- [WORK TO COMPLETE]
What you return should be each line of the data containing the string "Clone".

(Records contained in a dataset)

Segment Open

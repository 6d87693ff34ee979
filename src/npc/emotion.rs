//! NPC tone analysis and emotional state

use serde::{Deserialize, Serialize};
use std::fmt;

/// Tone of a single player message
#[derive(Debug, Clone, Copy, PartialEq, Eq, Serialize, Deserialize)]
#[serde(rename_all = "snake_case")]
pub enum Tone {
    Polite,
    Rude,
    Neutral,
}

const POLITE_WORDS: &[&str] = &["please", "thank you", "thanks", "appreciate", "grateful"];

const RUDE_WORDS: &[&str] = &[
    "stupid",
    "idiot",
    "useless",
    "incompetent",
    "what's wrong with you",
    "you people",
    "this is your fault",
    "do your job",
    "now!",
    "right now",
];

/// Rude wins over polite; shouting (all caps, more than 5 chars) is rude
pub fn analyze_tone(input: &str) -> Tone {
    let text = input.to_lowercase();

    if RUDE_WORDS.iter().any(|w| text.contains(w)) {
        return Tone::Rude;
    }
    if POLITE_WORDS.iter().any(|w| text.contains(w)) {
        return Tone::Polite;
    }

    let trimmed = input.trim();
    let has_letters = trimmed.chars().any(char::is_alphabetic);
    let shouting = has_letters && !trimmed.chars().any(char::is_lowercase);
    if shouting && trimmed.chars().count() > 5 {
        return Tone::Rude;
    }
    Tone::Neutral
}

/// Emotion ladder, friendliest first
#[derive(Debug, Clone, Copy, PartialEq, Eq, PartialOrd, Ord, Hash, Serialize, Deserialize)]
#[serde(rename_all = "snake_case")]
pub enum Emotion {
    Cooperative,
    Neutral,
    Wary,
    Annoyed,
    Offended,
}

impl Emotion {
    const LADDER: [Emotion; 5] = [
        Emotion::Cooperative,
        Emotion::Neutral,
        Emotion::Wary,
        Emotion::Annoyed,
        Emotion::Offended,
    ];

    /// Move along the ladder, saturating at both ends
    pub fn shift(self, steps: i32) -> Self {
        let idx = Self::LADDER.iter().position(|e| *e == self).unwrap_or(1) as i32;
        let idx = (idx + steps).clamp(0, Self::LADDER.len() as i32 - 1);
        Self::LADDER[idx as usize]
    }
}

impl fmt::Display for Emotion {
    fn fmt(&self, f: &mut fmt::Formatter<'_>) -> fmt::Result {
        f.write_str(match self {
            Emotion::Cooperative => "cooperative",
            Emotion::Neutral => "neutral",
            Emotion::Wary => "wary",
            Emotion::Annoyed => "annoyed",
            Emotion::Offended => "offended",
        })
    }
}

/// How one NPC currently feels about the investigation team
#[derive(Debug, Clone, PartialEq, Eq, Serialize, Deserialize)]
pub struct NpcMood {
    pub emotion: Emotion,
    pub interaction_count: u32,
    pub rude_count: u32,
    pub polite_count: u32,
}

impl Default for NpcMood {
    fn default() -> Self {
        Self {
            emotion: Emotion::Neutral,
            interaction_count: 0,
            rude_count: 0,
            polite_count: 0,
        }
    }
}

/// Neutral messages calm an annoyed NPC only every this many interactions
const RECOVERY_INTERVAL: u32 = 4;

impl NpcMood {
    /// Polite softens one step, rude hardens two
    pub fn update(&mut self, tone: Tone) {
        self.interaction_count += 1;
        match tone {
            Tone::Polite => {
                self.polite_count += 1;
                self.emotion = self.emotion.shift(-1);
            }
            Tone::Rude => {
                self.rude_count += 1;
                self.emotion = self.emotion.shift(2);
            }
            Tone::Neutral => {
                if self.emotion >= Emotion::Annoyed
                    && self.interaction_count % RECOVERY_INTERVAL == 0
                {
                    self.emotion = self.emotion.shift(-1);
                }
            }
        }
    }

    /// Prompt text describing the current feeling toward the team
    pub fn describe(&self) -> String {
        let mut text = match self.emotion {
            Emotion::Cooperative => {
                "You currently feel friendly and cooperative toward the investigation team.".to_string()
            }
            Emotion::Neutral => "You feel neutral toward the investigation team.".to_string(),
            Emotion::Wary => {
                "You feel cautious and slightly guarded. You will answer but watch your words.".to_string()
            }
            Emotion::Annoyed => "You feel irritated and impatient with the team. \
                 You give shorter answers and avoid volunteering extra information unless they ask clearly."
                .to_string(),
            Emotion::Offended => "You feel offended by how the team has treated you. \
                 You answer briefly and share only what seems necessary for public health."
                .to_string(),
        };

        if self.rude_count >= 2 && self.emotion >= Emotion::Annoyed {
            text.push_str(" You remember previous rude or disrespectful questions.");
        }
        if self.polite_count >= 2 && matches!(self.emotion, Emotion::Neutral | Emotion::Wary) {
            text.push_str(" They've also been respectful at times, which softens you a little.");
        }
        text
    }
}

#[cfg(test)]
mod tests {
    use super::*;

    #[test]
    fn test_tone_detection() {
        assert_eq!(analyze_tone("Could you please help?"), Tone::Polite);
        assert_eq!(analyze_tone("Thanks, but do your job"), Tone::Rude);
        assert_eq!(analyze_tone("WHERE ARE THE RECORDS"), Tone::Rude);
        assert_eq!(analyze_tone("OK"), Tone::Neutral);
        assert_eq!(analyze_tone("When did it start?"), Tone::Neutral);
    }

    #[test]
    fn test_rude_escalates_two_steps() {
        let mut mood = NpcMood::default();
        mood.update(Tone::Rude);
        assert_eq!(mood.emotion, Emotion::Annoyed);
        mood.update(Tone::Rude);
        assert_eq!(mood.emotion, Emotion::Offended);
        assert_eq!(mood.rude_count, 2);
    }

    #[test]
    fn test_polite_softens_and_saturates() {
        let mut mood = NpcMood::default();
        mood.update(Tone::Polite);
        mood.update(Tone::Polite);
        assert_eq!(mood.emotion, Emotion::Cooperative);
    }

    #[test]
    fn test_neutral_recovery_every_fourth_interaction() {
        let mut mood = NpcMood::default();
        mood.update(Tone::Rude); // 1: annoyed
        mood.update(Tone::Neutral); // 2
        mood.update(Tone::Neutral); // 3
        assert_eq!(mood.emotion, Emotion::Annoyed);
        mood.update(Tone::Neutral); // 4: recovers
        assert_eq!(mood.emotion, Emotion::Wary);
    }

    #[test]
    fn test_description_mentions_rudeness_history() {
        let mood = NpcMood {
            emotion: Emotion::Offended,
            interaction_count: 3,
            rude_count: 2,
            polite_count: 0,
        };
        assert!(mood.describe().contains("remember previous rude"));
    }

    #[test]
    fn test_shift_saturates() {
        assert_eq!(Emotion::Offended.shift(2), Emotion::Offended);
        assert_eq!(Emotion::Cooperative.shift(-1), Emotion::Cooperative);
    }
}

Segment Closed

- [ANSWER TO THE PROBLEM]
#[derive(Debug, Clone, Copy, PartialEq, Eq, Serialize, Deserialize)]
#[derive(Debug, Clone, Copy, PartialEq, Eq, PartialOrd, Ord, Hash, Serialize, Deserialize)]
#[derive(Debug, Clone, PartialEq, Eq, Serialize, Deserialize)]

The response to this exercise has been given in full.